Um mundo sem modelos é mundo feito de barro, sem forma e sem propósitos. Aqui, na rua dos amores e dos desamores, os modelos são seguidos ou contestados: terno e gravata, roupa esporte, pouca roupa, cabelo verde, saia curta, saia justa (nos dois sentidos), metal na língua, tatuagens, conversa alegre ou nervosa, conversa em dialeto grupal, conversa caminhante ao celular; explosão do corpo, exploração do corpo, corpo obeso, corpo cansado.

Desprovido de método, vou desnudando a rua que me ignora. Deixe vir o exótico, o erótico, o estrambótico, o hipnótico, o caótico. Deixe vir o que for. Deixe vir a rua na esquina que acabei de quebrar, rua que para a maioria, talvez não seja mais do que mero caminho para casa, mas que para mim é crônica, como crônica é a dor que vai e volta.

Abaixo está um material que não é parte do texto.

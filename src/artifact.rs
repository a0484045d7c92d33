//! Artifact publication
//!
//! `ArtifactStore` is the seam a CI platform artifact service would
//! implement. `DirArtifactStore` is the default backend: it copies the
//! bundle into a directory the CI job declares as its artifact payload.

use crate::error::{FlatbakeError, FlatbakeResult};
use async_trait::async_trait;
use std::path::{Path, PathBuf};
use tokio::fs;
use tracing::info;

/// Derive the artifact name from the bundle filename by stripping a
/// trailing `.flatpak` suffix.
pub fn artifact_name(bundle: &Path) -> String {
    let name = bundle
        .file_name()
        .map(|n| n.to_string_lossy().into_owned())
        .unwrap_or_default();
    name.strip_suffix(".flatpak").unwrap_or(&name).to_string()
}

/// Abstract artifact store interface
#[async_trait]
pub trait ArtifactStore: Send + Sync {
    /// Publish `bundle` under `name`; returns where it landed.
    /// Failures here are fatal for the pipeline.
    async fn publish(&self, name: &str, bundle: &Path) -> FlatbakeResult<PathBuf>;
}

/// Directory-backed artifact store
pub struct DirArtifactStore {
    root: PathBuf,
}

impl DirArtifactStore {
    /// Create an artifact store rooted at `root` (created on publish)
    pub fn new(root: PathBuf) -> Self {
        Self { root }
    }

    /// The artifact root directory
    pub fn root(&self) -> &Path {
        &self.root
    }
}

#[async_trait]
impl ArtifactStore for DirArtifactStore {
    async fn publish(&self, name: &str, bundle: &Path) -> FlatbakeResult<PathBuf> {
        let file_name = bundle
            .file_name()
            .ok_or_else(|| FlatbakeError::ArtifactPublish {
                name: name.to_string(),
                reason: format!("{} has no file name", bundle.display()),
            })?;

        let target_dir = self.root.join(name);
        fs::create_dir_all(&target_dir)
            .await
            .map_err(|e| FlatbakeError::ArtifactPublish {
                name: name.to_string(),
                reason: format!("creating {}: {e}", target_dir.display()),
            })?;

        let target = target_dir.join(file_name);
        fs::copy(bundle, &target)
            .await
            .map_err(|e| FlatbakeError::ArtifactPublish {
                name: name.to_string(),
                reason: format!("copying {}: {e}", bundle.display()),
            })?;

        info!("Published artifact {} -> {}", name, target.display());
        Ok(target)
    }
}
//! Check command - validate a manifest and show what would be built

use crate::cli::args::CheckArgs;
use crate::error::{FlatbakeError, FlatbakeResult};
use crate::manifest::Manifest;
use console::style;
use serde::Serialize;

/// Summary of a validated manifest
#[derive(Debug, Serialize)]
struct CheckReport<'a> {
    app_id: &'a str,
    branch: &'a str,
    format: &'static str,
    modules: usize,
}

/// Execute the check command
pub async fn execute(args: CheckArgs) -> FlatbakeResult<()> {
    let manifest = Manifest::load(&args.manifest).await?;

    let app_id = manifest
        .app_id()
        .ok_or_else(|| FlatbakeError::MissingAppId(args.manifest.clone()))?;

    let report = CheckReport {
        app_id,
        branch: manifest.branch(),
        format: manifest.format().name(),
        modules: manifest.module_count(),
    };

    if args.json {
        println!("{}", serde_json::to_string_pretty(&report)?);
    } else {
        println!(
            "{} {} is a valid {} manifest",
            style("✓").green(),
            style(args.manifest.display()).cyan(),
            report.format
        );
        println!("  App id:  {}", report.app_id);
        println!("  Branch:  {}", report.branch);
        println!("  Modules: {}", report.modules);
    }

    Ok(())
}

Enquanto tudo acontece no cotidiano apinhado da rua, tem gente vivendo aparentemente escondida, como se fosse desinteressada desse singular microcosmo. Puro engano! Essa gente que quase nunca aparece é de ciência, de marketing, de eloqüência oculta, gente obstinada em produzir coisas incríveis, que o restante da gente massiva que enche a rua recebe com fastio e indiferença, e incorpora ou rejeita, conforme o valor em si e o da prestação. Não por acaso, demorei um bocado para aderir ao telefone celular.